→ Exercise description
Write out exactly the lines below that run from the one containing "repository 6758e9b42c036962" through the one containing "return match key.code", both included, with no other lines.

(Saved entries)
____
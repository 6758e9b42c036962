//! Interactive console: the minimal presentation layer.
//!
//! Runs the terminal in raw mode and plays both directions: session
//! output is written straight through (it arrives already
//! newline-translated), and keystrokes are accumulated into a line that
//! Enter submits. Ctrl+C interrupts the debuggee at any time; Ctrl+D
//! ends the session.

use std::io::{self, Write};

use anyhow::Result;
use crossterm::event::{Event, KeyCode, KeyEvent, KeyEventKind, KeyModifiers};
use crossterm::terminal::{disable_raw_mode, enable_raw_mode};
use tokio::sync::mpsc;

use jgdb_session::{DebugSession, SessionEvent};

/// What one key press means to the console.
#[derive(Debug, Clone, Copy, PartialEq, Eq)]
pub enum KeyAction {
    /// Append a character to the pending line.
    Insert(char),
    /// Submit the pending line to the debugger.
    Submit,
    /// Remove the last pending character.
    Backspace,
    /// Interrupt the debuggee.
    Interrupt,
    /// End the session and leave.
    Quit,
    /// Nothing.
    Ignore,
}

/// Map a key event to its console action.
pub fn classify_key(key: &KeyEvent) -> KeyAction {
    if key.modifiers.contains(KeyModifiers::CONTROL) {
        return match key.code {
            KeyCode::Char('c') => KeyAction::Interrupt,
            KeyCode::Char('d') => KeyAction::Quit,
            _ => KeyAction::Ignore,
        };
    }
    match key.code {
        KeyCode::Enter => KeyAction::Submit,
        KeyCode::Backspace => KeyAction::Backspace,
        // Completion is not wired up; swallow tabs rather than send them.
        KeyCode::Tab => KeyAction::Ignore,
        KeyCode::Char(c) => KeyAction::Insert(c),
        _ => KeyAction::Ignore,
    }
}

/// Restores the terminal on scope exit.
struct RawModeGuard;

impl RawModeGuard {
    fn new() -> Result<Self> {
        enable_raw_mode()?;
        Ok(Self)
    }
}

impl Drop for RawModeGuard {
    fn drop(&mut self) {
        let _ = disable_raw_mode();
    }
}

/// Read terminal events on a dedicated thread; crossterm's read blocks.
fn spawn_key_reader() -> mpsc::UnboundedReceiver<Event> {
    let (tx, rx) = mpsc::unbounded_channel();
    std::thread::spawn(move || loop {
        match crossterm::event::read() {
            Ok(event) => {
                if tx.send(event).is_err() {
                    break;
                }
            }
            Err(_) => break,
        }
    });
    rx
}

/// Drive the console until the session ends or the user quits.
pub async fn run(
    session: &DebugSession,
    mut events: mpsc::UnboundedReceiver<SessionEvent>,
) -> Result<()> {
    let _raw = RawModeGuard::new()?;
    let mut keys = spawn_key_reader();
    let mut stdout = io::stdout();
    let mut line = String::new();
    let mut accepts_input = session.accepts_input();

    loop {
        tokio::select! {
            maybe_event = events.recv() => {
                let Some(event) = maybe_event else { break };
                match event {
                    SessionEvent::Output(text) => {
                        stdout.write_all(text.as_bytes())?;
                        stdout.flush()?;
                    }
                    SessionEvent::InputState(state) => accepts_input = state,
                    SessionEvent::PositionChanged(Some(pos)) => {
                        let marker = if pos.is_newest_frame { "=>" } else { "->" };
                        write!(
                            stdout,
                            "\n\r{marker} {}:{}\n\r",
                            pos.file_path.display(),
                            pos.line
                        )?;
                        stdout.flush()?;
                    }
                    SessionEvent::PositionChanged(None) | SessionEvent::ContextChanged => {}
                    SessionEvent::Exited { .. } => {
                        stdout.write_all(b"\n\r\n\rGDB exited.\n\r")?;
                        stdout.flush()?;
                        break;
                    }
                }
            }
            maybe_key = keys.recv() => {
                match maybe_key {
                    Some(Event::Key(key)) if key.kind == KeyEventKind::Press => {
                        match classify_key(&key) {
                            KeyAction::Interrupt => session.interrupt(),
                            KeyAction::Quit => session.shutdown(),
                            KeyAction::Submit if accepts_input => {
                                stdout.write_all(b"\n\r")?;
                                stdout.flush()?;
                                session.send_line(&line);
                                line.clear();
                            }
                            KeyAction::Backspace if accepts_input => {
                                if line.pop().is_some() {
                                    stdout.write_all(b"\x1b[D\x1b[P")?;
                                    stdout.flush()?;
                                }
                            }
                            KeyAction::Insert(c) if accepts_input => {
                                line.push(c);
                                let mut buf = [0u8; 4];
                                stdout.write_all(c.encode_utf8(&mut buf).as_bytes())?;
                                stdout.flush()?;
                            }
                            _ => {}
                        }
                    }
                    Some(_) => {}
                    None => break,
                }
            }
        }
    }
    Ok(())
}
____
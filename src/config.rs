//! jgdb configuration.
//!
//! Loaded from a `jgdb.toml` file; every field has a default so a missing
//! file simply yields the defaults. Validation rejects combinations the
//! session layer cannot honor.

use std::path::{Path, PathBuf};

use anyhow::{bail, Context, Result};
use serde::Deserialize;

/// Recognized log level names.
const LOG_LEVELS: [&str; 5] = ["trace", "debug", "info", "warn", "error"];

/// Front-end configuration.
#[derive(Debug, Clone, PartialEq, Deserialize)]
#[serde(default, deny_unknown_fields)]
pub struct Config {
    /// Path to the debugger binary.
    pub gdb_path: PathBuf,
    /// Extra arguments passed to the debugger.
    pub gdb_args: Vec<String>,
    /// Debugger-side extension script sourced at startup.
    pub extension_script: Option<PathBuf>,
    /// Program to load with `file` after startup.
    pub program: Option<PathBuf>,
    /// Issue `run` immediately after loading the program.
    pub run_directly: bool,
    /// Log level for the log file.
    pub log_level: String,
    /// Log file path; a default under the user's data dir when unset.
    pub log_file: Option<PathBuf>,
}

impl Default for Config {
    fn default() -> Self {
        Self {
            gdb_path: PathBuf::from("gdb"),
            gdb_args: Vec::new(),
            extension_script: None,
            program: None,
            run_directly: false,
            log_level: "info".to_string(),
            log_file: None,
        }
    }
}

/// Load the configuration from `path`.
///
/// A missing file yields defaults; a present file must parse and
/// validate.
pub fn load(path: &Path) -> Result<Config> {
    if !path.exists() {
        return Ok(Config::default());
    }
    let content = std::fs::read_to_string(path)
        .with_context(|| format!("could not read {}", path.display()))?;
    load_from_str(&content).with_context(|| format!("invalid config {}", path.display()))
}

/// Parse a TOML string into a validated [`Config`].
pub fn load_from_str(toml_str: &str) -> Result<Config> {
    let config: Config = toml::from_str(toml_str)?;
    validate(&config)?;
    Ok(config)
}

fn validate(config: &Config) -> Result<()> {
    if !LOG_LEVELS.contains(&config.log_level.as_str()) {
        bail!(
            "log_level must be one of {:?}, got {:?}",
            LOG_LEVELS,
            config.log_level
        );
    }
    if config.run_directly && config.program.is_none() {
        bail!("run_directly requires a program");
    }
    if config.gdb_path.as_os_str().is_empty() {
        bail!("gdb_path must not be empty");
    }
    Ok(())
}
____
→ Task response
repository 6758e9b42c036962
//! Interactive console: the minimal presentation layer.
//!
//! Runs the terminal in raw mode and plays both directions: session
//! output is written straight through (it arrives already
//! newline-translated), and keystrokes are accumulated into a line that
//! Enter submits. Ctrl+C interrupts the debuggee at any time; Ctrl+D
//! ends the session.

use std::io::{self, Write};

use anyhow::Result;
use crossterm::event::{Event, KeyCode, KeyEvent, KeyEventKind, KeyModifiers};
use crossterm::terminal::{disable_raw_mode, enable_raw_mode};
use tokio::sync::mpsc;

use jgdb_session::{DebugSession, SessionEvent};

/// What one key press means to the console.
#[derive(Debug, Clone, Copy, PartialEq, Eq)]
pub enum KeyAction {
    /// Append a character to the pending line.
    Insert(char),
    /// Submit the pending line to the debugger.
    Submit,
    /// Remove the last pending character.
    Backspace,
    /// Interrupt the debuggee.
    Interrupt,
    /// End the session and leave.
    Quit,
    /// Nothing.
    Ignore,
}

/// Map a key event to its console action.
pub fn classify_key(key: &KeyEvent) -> KeyAction {
    if key.modifiers.contains(KeyModifiers::CONTROL) {
        return match key.code {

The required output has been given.